Zhonghua Yi Xue Za Zhi. 2007 Apr 24;87(16):1093-6.
To investigate the prevalence of mutations of the gap junction protein (GJB) 2 and mitochondria 12SrRNA in patients with nonsyndromic hearing loss who received cochlear implant.
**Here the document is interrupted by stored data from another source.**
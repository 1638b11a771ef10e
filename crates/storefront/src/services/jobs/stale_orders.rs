//! Release of orders whose payment never arrived.
//!
//! Stripe normally reports an expired session by webhook; this catches the
//! orders whose event was lost.

use chrono::{DateTime, Duration, Utc};
use sqlx::PgPool;
use tracing::{info, warn};

use synclune_core::PaymentStatus;

use super::{Batch, JobError};
use crate::db::orders;
use crate::models::order::Order;
use crate::services::stripe::StripeClient;

/// Age after which a pending order is given up.
pub const STALE_AFTER_HOURS: i64 = 24;

pub fn cutoff() -> DateTime<Utc> {
    Utc::now() - Duration::hours(STALE_AFTER_HOURS)
}

/// Cancel one batch of stale orders and give back their stock and discount
/// slots. Provider cleanup happens after commit and is best effort.
pub async fn release_batch(
    pool: &PgPool,
    stripe: &StripeClient,
    cutoff: DateTime<Utc>,
    limit: i64,
) -> Result<Batch, JobError> {
    let mut tx = pool.begin().await?;
    let stale = orders::lock_stale_pending(&mut tx, cutoff, limit).await?;

    let mut cancelled: Vec<Order> = Vec::with_capacity(stale.len());
    for order in &stale {
        if let Some(order) = orders::cancel_unpaid(&mut tx, order.id, PaymentStatus::Expired).await? {
            let released = orders::release_reservations(&mut tx, order.id).await?;
            info!(
                order_id = %order.id,
                units_restocked = released.units_restocked,
                discount_released = released.discount_released,
                "Stale order released"
            );
            cancelled.push(order);
        }
    }
    tx.commit().await?;

    for order in &cancelled {
        if let Some(session_id) = order.stripe_checkout_session_id.as_deref()
            && let Err(e) = stripe.expire_checkout_session(session_id).await
        {
            warn!(order_id = %order.id, error = %e, "Could not expire checkout session");
        }
        if let Some(coupon_id) = order.stripe_coupon_id.as_deref()
            && let Err(e) = stripe.delete_coupon(coupon_id).await
        {
            warn!(order_id = %order.id, error = %e, "Could not delete coupon");
        }
    }

    Ok(Batch {
        fetched: stale.len() as u64,
        processed: cancelled.len() as u64,
    })
}
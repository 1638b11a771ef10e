//! User domain types.

use chrono::{DateTime, Utc};
use serde::Serialize;

use synclune_core::{AccountStatus, Email, UserId, UserRole};

/// A customer or back-office account.
#[derive(Debug, Clone, Serialize, sqlx::FromRow)]
pub struct User {
    pub id: UserId,
    pub email: Email,
    pub name: String,
    /// Argon2 PHC string; `None` once anonymized.
    #[serde(skip)]
    pub password_hash: Option<String>,
    pub role: UserRole,
    pub account_status: AccountStatus,
    #[serde(skip)]
    pub stripe_customer_id: Option<String>,
    pub deletion_requested_at: Option<DateTime<Utc>>,
    pub anonymized_at: Option<DateTime<Utc>>,
    pub created_at: DateTime<Utc>,
    pub updated_at: DateTime<Utc>,
}

impl User {
    /// Whether the account can still sign in.
    #[must_use]
    pub fn can_login(&self) -> bool {
        self.account_status != AccountStatus::Anonymized && self.password_hash.is_some()
    }
}
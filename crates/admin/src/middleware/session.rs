//! Session middleware configuration for admin.
//!
//! Sets up `PostgreSQL`-backed sessions using tower-sessions with
//! stricter settings than the storefront (SameSite=Strict, 12 hour expiry).
//! Both services share the `tower_sessions.session` table but use distinct
//! cookie names, so a storefront session never reaches the back-office.

use sqlx::PgPool;
use tower_sessions::{Expiry, SessionManagerLayer};
use tower_sessions_sqlx_store::PostgresStore;

use crate::config::AdminConfig;

/// Session cookie name for admin.
pub const SESSION_COOKIE_NAME: &str = "synclune_admin_session";

/// Session expiry on inactivity (12 hours).
const SESSION_EXPIRY_SECONDS: i64 = 12 * 60 * 60;

/// Create the session layer with `PostgreSQL` store.
#[must_use]
pub fn create_session_layer(
    pool: &PgPool,
    config: &AdminConfig,
) -> SessionManagerLayer<PostgresStore> {
    let store = PostgresStore::new(pool.clone());

    SessionManagerLayer::new(store)
        .with_name(SESSION_COOKIE_NAME)
        .with_expiry(Expiry::OnInactivity(
            tower_sessions::cookie::time::Duration::seconds(SESSION_EXPIRY_SECONDS),
        ))
        .with_secure(config.is_secure())
        .with_same_site(tower_sessions::cookie::SameSite::Strict)
        .with_http_only(true)
        .with_path("/")
}
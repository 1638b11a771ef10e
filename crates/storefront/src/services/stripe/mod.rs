//! Stripe integration.
//!
//! This module provides:
//! - [`StripeClient`] for coupons, embedded Checkout Sessions and refunds
//! - Webhook signature verification
//! - Event and object types read from webhooks

mod client;
mod error;
pub mod signature;
mod types;

pub use client::StripeClient;
pub use error::StripeError;
pub use signature::verify_signature;
pub use types::{
    Charge, CheckoutSession, CheckoutSessionRequest, Coupon, Event, LineItem, Refund,
    SessionClosure,
};
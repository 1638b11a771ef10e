//! Business logic services for the storefront.
//!
//! # Services
//!
//! - `auth` - Password registration and login
//! - `cart_session` - Buyer identity (account or anonymous session) and cart merge
//! - `catalog` - Product listing, detail and gallery, cached in-process
//! - `cart` - Cart reads and writes with stock checks
//! - `checkout` - Verification, discount evaluation, order writing, payment session
//! - `stripe` - Stripe REST client and webhook signatures
//! - `webhooks` - Stripe event handling with idempotency
//! - `jobs` - Batched maintenance jobs
//! - `account` - GDPR deletion requests and data export
//! - `email` - Transactional email

pub mod account;
pub mod auth;
pub mod cart;
pub mod cart_session;
pub mod catalog;
pub mod checkout;
pub mod email;
pub mod jobs;
pub mod stripe;
pub mod webhooks;

/// Constant-time string comparison to prevent timing attacks.
#[must_use]
pub fn constant_time_compare(a: &str, b: &str) -> bool {
    if a.len() != b.len() {
        return false;
    }

    let mut result: u8 = 0;
    for (x, y) in a.bytes().zip(b.bytes()) {
        result |= x ^ y;
    }

    result == 0
}

#[cfg(test)]
mod tests {
    use super::*;

    #[test]
    fn test_constant_time_compare() {
        assert!(constant_time_compare("hello", "hello"));
        assert!(constant_time_compare("", ""));
        assert!(!constant_time_compare("hello", "world"));
        assert!(!constant_time_compare("hello", "helloo"));
    }
}
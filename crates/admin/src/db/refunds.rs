//! Refund lookups used while planning a new refund.

use sqlx::PgConnection;

use synclune_core::OrderId;
use synclune_storefront::db::RepositoryError;

/// Whether a pending or completed refund of the order already covers shipping.
///
/// # Errors
///
/// Returns `RepositoryError::Database` if the query fails.
pub async fn shipping_refunded(
    conn: &mut PgConnection,
    order_id: OrderId,
) -> Result<bool, RepositoryError> {
    let refunded = sqlx::query_scalar::<_, bool>(
        r"
        SELECT EXISTS (
            SELECT 1 FROM synclune.refund
            WHERE order_id = $1 AND includes_shipping AND status IN ('pending', 'completed')
        )
        ",
    )
    .bind(order_id)
    .fetch_one(&mut *conn)
    .await?;

    Ok(refunded)
}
Genomic DNA was extracted from the peripheral blood samples obtained from 100 Chinese patients who had received cochlear implantation, 96 with prelingual hearing loss and 4 with postlingual hearing loss, all very severe. Sixteen of the 100 patients had the history of application of aminoglycosides, among which 12 were with prelingual hearing loss and 4 with postlingual hearing loss. PCR was performed and the products were sequenced by automated DNA sequencer.
GJB2 mutations were detected in 34 of the 100 cochlear implant recipients (34%), all with prelingual hearing loss, among which 27 (27%) had 235delC mutation. Among the 16 patients who had used aminoglycosides, two had the mutation A1555G, and one carried the mitochondrial genetic mutation delT961Cn.
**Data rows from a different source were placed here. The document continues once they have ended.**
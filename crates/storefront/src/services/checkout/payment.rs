//! Payment session creation and compensation of a failed checkout.

use chrono::{DateTime, Duration, Utc};
use sqlx::PgPool;
use tracing::{error, info, instrument, warn};

use synclune_core::{OrderId, Price};

use super::writer::WrittenOrder;
use crate::db::{OrderRepository, orders};
use crate::error::AppError;
use crate::services::stripe::{CheckoutSession, CheckoutSessionRequest, LineItem, StripeClient};

/// Lifetime of an embedded checkout session.
pub const SESSION_TTL_MINUTES: i64 = 30;

/// Provider ids stored on the order once the session exists.
#[derive(Debug, Clone)]
pub struct PaymentSession {
    pub client_secret: String,
    pub session_id: String,
    pub coupon_id: Option<String>,
}

/// Session request for a written order. Shipping is billed as its own line.
#[must_use]
pub fn session_request(
    written: &WrittenOrder,
    coupon_id: Option<String>,
    return_url: &str,
    now: DateTime<Utc>,
) -> CheckoutSessionRequest {
    let mut line_items: Vec<LineItem> = written.lines.iter().map(|l| l.to_line_item()).collect();
    if written.totals.shipping > Price::ZERO {
        line_items.push(LineItem {
            name: "Livraison".to_string(),
            unit_amount: written.totals.shipping,
            quantity: 1,
            image_url: None,
        });
    }

    CheckoutSessionRequest {
        order_id: written.order.id,
        order_number: written.order.order_number.clone(),
        customer_email: written.order.customer_email.clone(),
        line_items,
        coupon_id,
        return_url: return_url.to_string(),
        expires_at: now + Duration::minutes(SESSION_TTL_MINUTES),
    }
}

/// Create the checkout session for an order and store its ids.
///
/// A session that cannot be stored is expired again.
///
/// # Errors
///
/// Returns the first provider or database error.
#[instrument(skip_all, fields(order_id = %written.order.id))]
pub async fn open_session(
    pool: &PgPool,
    stripe: &StripeClient,
    written: &WrittenOrder,
    coupon_id: Option<&str>,
    return_url: &str,
) -> Result<PaymentSession, AppError> {
    let request = session_request(written, coupon_id.map(String::from), return_url, Utc::now());
    let session: CheckoutSession = stripe.create_checkout_session(&request).await?;
    let client_secret = session.client_secret.clone().ok_or_else(|| {
        AppError::Internal("checkout session returned without client secret".to_string())
    })?;

    let stored = OrderRepository::new(pool)
        .set_payment_session(written.order.id, &session.id, coupon_id)
        .await;
    if let Err(e) = stored {
        if let Err(expire_err) = stripe.expire_checkout_session(&session.id).await {
            warn!(error = %expire_err, session_id = %session.id, "Could not expire orphan session");
        }
        return Err(e.into());
    }

    info!(session_id = %session.id, "Checkout session created");
    Ok(PaymentSession {
        client_secret,
        session_id: session.id,
        coupon_id: coupon_id.map(String::from),
    })
}

/// Undo a committed order whose payment session could not be created.
///
/// Deletes the order and gives back its stock and discount slot in one
/// transaction, then deletes the provider coupon. Each step is best effort.
#[instrument(skip(pool, stripe))]
pub async fn compensate(
    pool: &PgPool,
    stripe: &StripeClient,
    order_id: OrderId,
    coupon_id: Option<&str>,
) {
    match rollback_order(pool, order_id).await {
        Ok(()) => info!("Failed checkout rolled back"),
        Err(e) => error!(error = %e, "Could not roll back failed checkout"),
    }

    if let Some(coupon_id) = coupon_id
        && let Err(e) = stripe.delete_coupon(coupon_id).await
    {
        error!(error = %e, coupon_id, "Could not delete coupon of failed checkout");
    }
}

async fn rollback_order(pool: &PgPool, order_id: OrderId) -> Result<(), AppError> {
    let mut tx = pool.begin().await?;
    if orders::lock(&mut tx, order_id).await?.is_none() {
        return Ok(());
    }
    let released = orders::release_reservations(&mut tx, order_id).await?;
    orders::delete(&mut tx, order_id).await?;
    tx.commit().await?;

    info!(
        units_restocked = released.units_restocked,
        discount_released = released.discount_released,
        "Reservations released"
    );
    Ok(())
}

#[cfg(test)]
mod tests {
    use synclune_core::{
        FulfillmentStatus, OrderStatus, PaymentStatus, ProductId, ProductStatus, SkuId,
    };

    use super::*;
    use crate::models::order::Order;
    use crate::models::product::SkuSnapshot;
    use crate::services::checkout::pricing::{ShippingZone, Totals};
    use crate::services::checkout::verify::VerifiedLine;
    use crate::services::checkout::writer::AppliedDiscount;

    fn order(id: i32) -> Order {
        let now = Utc::now();
        Order {
            id: OrderId::new(id),
            order_number: "SYN-20260101-ABCDEF".to_string(),
            user_id: None,
            guest_session_id: None,
            customer_email: "lea@example.fr".to_string(),
            customer_name: "Léa Martin".to_string(),
            customer_phone: None,
            shipping_first_name: "Léa".to_string(),
            shipping_last_name: "Martin".to_string(),
            shipping_address1: "1 rue".to_string(),
            shipping_address2: None,
            shipping_postal_code: "69001".to_string(),
            shipping_city: "Lyon".to_string(),
            shipping_country: "FR".to_string(),
            subtotal: Price::from_cents(4_000),
            discount_amount: Price::ZERO,
            shipping: Price::from_cents(600),
            tax_amount: Price::from_cents(767),
            total: Price::from_cents(4_600),
            currency: "eur".to_string(),
            status: OrderStatus::Pending,
            payment_status: PaymentStatus::Pending,
            fulfillment_status: FulfillmentStatus::Unfulfilled,
            stripe_checkout_session_id: None,
            stripe_payment_intent_id: None,
            stripe_coupon_id: None,
            carrier: None,
            tracking_number: None,
            tracking_url: None,
            paid_at: None,
            shipped_at: None,
            delivered_at: None,
            cancelled_at: None,
            created_at: now,
            updated_at: now,
        }
    }

    fn written(shipping: i64) -> WrittenOrder {
        let sku = SkuSnapshot {
            sku_id: SkuId::new(3),
            product_id: ProductId::new(1),
            product_title: "Bracelet Onde".to_string(),
            product_slug: "bracelet-onde".to_string(),
            product_status: ProductStatus::Public,
            sku_code: "BO-1".to_string(),
            color: None,
            material: Some("Argent".to_string()),
            size: None,
            price: Price::from_cents(2_000),
            inventory: 4,
            is_active: true,
            image_url: Some("https://cdn.synclune.fr/bo.jpg".to_string()),
        };
        let mut totals = Totals::compute(Price::from_cents(4_000), Price::ZERO, ShippingZone::Domestic);
        totals.shipping = Price::from_cents(shipping);
        WrittenOrder {
            order: order(42),
            items: vec![],
            lines: vec![VerifiedLine { sku, quantity: 2 }],
            discount: Some(AppliedDiscount {
                code: "BIJOUX10".to_string(),
                amount: Price::from_cents(400),
            }),
            totals,
        }
    }

    #[test]
    fn test_session_request_bills_shipping_as_line() {
        let now = Utc::now();
        let request = session_request(&written(600), Some("co_1".to_string()), "https://x/r", now);
        assert_eq!(request.order_id, OrderId::new(42));
        assert_eq!(request.line_items.len(), 2);
        assert_eq!(request.line_items[0].name, "Bracelet Onde (Argent)");
        assert_eq!(request.line_items[1].name, "Livraison");
        assert_eq!(request.line_items[1].unit_amount, Price::from_cents(600));
        assert_eq!(request.coupon_id.as_deref(), Some("co_1"));
        assert_eq!(request.expires_at - now, Duration::minutes(30));
    }

    #[test]
    fn test_free_shipping_has_no_line() {
        let request = session_request(&written(0), None, "https://x/r", Utc::now());
        assert_eq!(request.line_items.len(), 1);
    }
}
Mutation of GJB2 gene is the major cause of deafness in cochlear implant recipients, with a high frequency of 235delC mutation. Mitochondria genetic mutation A1555G is the common form of mutation in postlingual deafness with a history of aminoglycoside injection.
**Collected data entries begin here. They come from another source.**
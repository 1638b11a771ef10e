//! Stripe request and response types.
//!
//! Requests are flattened to Stripe's bracketed form syntax
//! (`line_items[0][price_data][unit_amount]=5900`).

use std::collections::HashMap;

use chrono::{DateTime, Utc};
use serde::Deserialize;

use synclune_core::{CURRENCY, OrderId, Price};

use super::error::StripeError;

/// Form body as ordered key/value pairs.
pub type Form = Vec<(String, String)>;

/// A one-off coupon created for one order.
#[derive(Debug, Clone, Deserialize)]
pub struct Coupon {
    pub id: String,
}

/// Embedded Checkout Session.
#[derive(Debug, Clone, Deserialize)]
pub struct CheckoutSession {
    pub id: String,
    #[serde(default)]
    pub client_secret: Option<String>,
    #[serde(default)]
    pub status: Option<String>,
    #[serde(default)]
    pub payment_status: Option<String>,
    #[serde(default)]
    pub payment_intent: Option<String>,
    #[serde(default)]
    pub client_reference_id: Option<String>,
    #[serde(default)]
    pub amount_total: Option<i64>,
    #[serde(default)]
    pub metadata: HashMap<String, String>,
}

/// Final state of a Checkout Session that was asked to close.
#[derive(Debug, Clone, Copy, PartialEq, Eq)]
pub enum SessionClosure {
    /// The session can no longer be paid.
    Expired,
    /// The buyer completed the session first.
    AlreadyComplete,
}

impl SessionClosure {
    /// Closure implied by a session `status`; `None` while still open.
    #[must_use]
    pub fn from_status(status: Option<&str>) -> Option<Self> {
        match status {
            Some("expired") => Some(Self::Expired),
            Some("complete") => Some(Self::AlreadyComplete),
            _ => None,
        }
    }
}

impl CheckoutSession {
    /// Order id carried in metadata, falling back to `client_reference_id`.
    #[must_use]
    pub fn order_id(&self) -> Option<OrderId> {
        self.metadata
            .get("order_id")
            .or(self.client_reference_id.as_ref())
            .and_then(|id| id.parse::<i32>().ok())
            .map(OrderId::new)
    }

    /// Whether the customer's payment went through.
    #[must_use]
    pub fn is_paid(&self) -> bool {
        self.payment_status.as_deref() == Some("paid")
    }
}

/// A refund issued on a payment intent.
#[derive(Debug, Clone, Deserialize)]
pub struct Refund {
    pub id: String,
    #[serde(default)]
    pub status: Option<String>,
}

/// The subset of a charge read from `charge.refunded`.
#[derive(Debug, Clone, Deserialize)]
pub struct Charge {
    pub id: String,
    #[serde(default)]
    pub payment_intent: Option<String>,
    pub amount: i64,
    #[serde(default)]
    pub amount_refunded: i64,
    #[serde(default)]
    pub refunded: bool,
}

impl Charge {
    /// Whether the whole amount went back to the customer.
    #[must_use]
    pub const fn is_fully_refunded(&self) -> bool {
        self.refunded || self.amount_refunded >= self.amount
    }
}

/// A webhook event envelope.
#[derive(Debug, Clone, Deserialize)]
pub struct Event {
    pub id: String,
    #[serde(rename = "type")]
    pub event_type: String,
    pub data: EventData,
}

/// The object an event is about.
#[derive(Debug, Clone, Deserialize)]
pub struct EventData {
    pub object: serde_json::Value,
}

impl Event {
    /// Decode a webhook body.
    ///
    /// # Errors
    ///
    /// Returns `StripeError::InvalidEvent` if the body is not an event.
    pub fn parse(payload: &[u8]) -> Result<Self, StripeError> {
        serde_json::from_slice(payload).map_err(|e| StripeError::InvalidEvent(e.to_string()))
    }

    /// The event object as a checkout session.
    ///
    /// # Errors
    ///
    /// Returns `StripeError::InvalidEvent` if the object does not decode.
    pub fn checkout_session(&self) -> Result<CheckoutSession, StripeError> {
        serde_json::from_value(self.data.object.clone())
            .map_err(|e| StripeError::InvalidEvent(e.to_string()))
    }

    /// The event object as a charge.
    ///
    /// # Errors
    ///
    /// Returns `StripeError::InvalidEvent` if the object does not decode.
    pub fn charge(&self) -> Result<Charge, StripeError> {
        serde_json::from_value(self.data.object.clone())
            .map_err(|e| StripeError::InvalidEvent(e.to_string()))
    }
}

/// Error envelope returned by Stripe.
#[derive(Debug, Deserialize)]
pub(crate) struct ApiErrorBody {
    pub error: ApiErrorDetail,
}

#[derive(Debug, Deserialize)]
pub(crate) struct ApiErrorDetail {
    #[serde(default)]
    pub code: Option<String>,
    #[serde(default)]
    pub message: Option<String>,
}

/// One priced line of a checkout session.
#[derive(Debug, Clone, PartialEq, Eq)]
pub struct LineItem {
    pub name: String,
    pub unit_amount: Price,
    pub quantity: i32,
    pub image_url: Option<String>,
}

/// Parameters of an embedded checkout session for one order.
#[derive(Debug, Clone)]
pub struct CheckoutSessionRequest {
    pub order_id: OrderId,
    pub order_number: String,
    pub customer_email: String,
    pub line_items: Vec<LineItem>,
    pub coupon_id: Option<String>,
    pub return_url: String,
    pub expires_at: DateTime<Utc>,
}

impl CheckoutSessionRequest {
    /// Flatten to form pairs.
    #[must_use]
    pub fn to_form(&self) -> Form {
        let mut form: Form = vec![
            ("mode".into(), "payment".into()),
            ("ui_mode".into(), "embedded".into()),
            ("locale".into(), "fr".into()),
            ("return_url".into(), self.return_url.clone()),
            ("customer_email".into(), self.customer_email.clone()),
            ("client_reference_id".into(), self.order_id.to_string()),
            ("expires_at".into(), self.expires_at.timestamp().to_string()),
            ("metadata[order_id]".into(), self.order_id.to_string()),
            ("metadata[order_number]".into(), self.order_number.clone()),
            (
                "payment_intent_data[metadata][order_id]".into(),
                self.order_id.to_string(),
            ),
        ];

        for (i, line) in self.line_items.iter().enumerate() {
            let prefix = format!("line_items[{i}]");
            form.push((format!("{prefix}[quantity]"), line.quantity.to_string()));
            form.push((format!("{prefix}[price_data][currency]"), CURRENCY.into()));
            form.push((
                format!("{prefix}[price_data][unit_amount]"),
                line.unit_amount.cents().to_string(),
            ));
            form.push((
                format!("{prefix}[price_data][product_data][name]"),
                line.name.clone(),
            ));
            if let Some(image) = &line.image_url {
                form.push((
                    format!("{prefix}[price_data][product_data][images][0]"),
                    image.clone(),
                ));
            }
        }

        if let Some(coupon) = &self.coupon_id {
            form.push(("discounts[0][coupon]".into(), coupon.clone()));
        }

        form
    }
}

/// Form of a single-use coupon worth `amount_off`.
#[must_use]
pub fn coupon_form(amount_off: Price, code: &str, order_id: OrderId) -> Form {
    vec![
        ("amount_off".into(), amount_off.cents().to_string()),
        ("currency".into(), CURRENCY.into()),
        ("duration".into(), "once".into()),
        ("max_redemptions".into(), "1".into()),
        ("name".into(), code.to_string()),
        ("metadata[order_id]".into(), order_id.to_string()),
    ]
}

#[cfg(test)]
#[allow(clippy::unwrap_used)]
mod tests {
    use super::*;

    #[test]
    fn test_session_closure_from_status() {
        assert_eq!(
            SessionClosure::from_status(Some("expired")),
            Some(SessionClosure::Expired)
        );
        assert_eq!(
            SessionClosure::from_status(Some("complete")),
            Some(SessionClosure::AlreadyComplete)
        );
        assert_eq!(SessionClosure::from_status(Some("open")), None);
        assert_eq!(SessionClosure::from_status(None), None);
    }

    fn find<'a>(form: &'a Form, key: &str) -> Option<&'a str> {
        form.iter()
            .find(|(k, _)| k == key)
            .map(|(_, v)| v.as_str())
    }

    #[test]
    fn test_checkout_form_uses_bracket_syntax() {
        let request = CheckoutSessionRequest {
            order_id: OrderId::new(42),
            order_number: "SYN-20261018-ABCDEF".to_string(),
            customer_email: "claire@example.fr".to_string(),
            line_items: vec![
                LineItem {
                    name: "Bague Céleste (Or, 52)".to_string(),
                    unit_amount: Price::from_cents(5_900),
                    quantity: 2,
                    image_url: Some("https://cdn.synclune.fr/bague.jpg".to_string()),
                },
                LineItem {
                    name: "Livraison".to_string(),
                    unit_amount: Price::from_cents(600),
                    quantity: 1,
                    image_url: None,
                },
            ],
            coupon_id: Some("co_123".to_string()),
            return_url: "https://synclune.fr/commande/retour".to_string(),
            expires_at: DateTime::from_timestamp(1_800_000_000, 0).unwrap(),
        };

        let form = request.to_form();
        assert_eq!(find(&form, "ui_mode"), Some("embedded"));
        assert_eq!(find(&form, "metadata[order_id]"), Some("42"));
        assert_eq!(find(&form, "line_items[0][price_data][unit_amount]"), Some("5900"));
        assert_eq!(find(&form, "line_items[0][quantity]"), Some("2"));
        assert_eq!(
            find(&form, "line_items[1][price_data][product_data][name]"),
            Some("Livraison")
        );
        assert_eq!(find(&form, "line_items[1][price_data][product_data][images][0]"), None);
        assert_eq!(find(&form, "discounts[0][coupon]"), Some("co_123"));
        assert_eq!(find(&form, "expires_at"), Some("1800000000"));
    }

    #[test]
    fn test_session_order_id_falls_back_to_reference() {
        let session: CheckoutSession = serde_json::from_str(
            r#"{"id":"cs_1","client_reference_id":"7","payment_status":"paid"}"#,
        )
        .unwrap();
        assert_eq!(session.order_id(), Some(OrderId::new(7)));
        assert!(session.is_paid());
    }

    #[test]
    fn test_event_parse_and_charge() {
        let payload = br#"{
            "id": "evt_1",
            "type": "charge.refunded",
            "data": {"object": {"id": "ch_1", "payment_intent": "pi_1", "amount": 5000, "amount_refunded": 2000, "refunded": false}}
        }"#;
        let event = Event::parse(payload).unwrap();
        assert_eq!(event.event_type, "charge.refunded");
        let charge = event.charge().unwrap();
        assert_eq!(charge.payment_intent.as_deref(), Some("pi_1"));
        assert!(!charge.is_fully_refunded());
    }

    #[test]
    fn test_coupon_form() {
        let form = coupon_form(Price::from_cents(1_250), "NOEL25", OrderId::new(3));
        assert_eq!(find(&form, "amount_off"), Some("1250"));
        assert_eq!(find(&form, "currency"), Some("eur"));
        assert_eq!(find(&form, "duration"), Some("once"));
    }
}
研究接受人工耳蜗植入的非综合征性听力损失患者中缝隙连接蛋白(GJB)2和线粒体12SrRNA的突变发生率。
从100例接受人工耳蜗植入的中国患者的外周血样本中提取基因组DNA,其中96例为语前聋,4例为语后聋,均为极重度听力损失。100例患者中有16例有氨基糖苷类药物使用史,其中12例为语前聋,4例为语后聋。进行聚合酶链反应(PCR),产物用自动DNA测序仪测序。
100例人工耳蜗植入受者中有34例(34%)检测到GJB2突变,均为语前聋,其中27例(27%)有235delC突变。在16例使用过氨基糖苷类药物的患者中,2例有A1555G突变,1例携带线粒体基因突变delT961Cn。
GJB2基因突变是人工耳蜗植入受者耳聋的主要原因,235delC突变频率较高。线粒体基因突变A1555G是有氨基糖苷类药物注射史的语后聋的常见突变形式。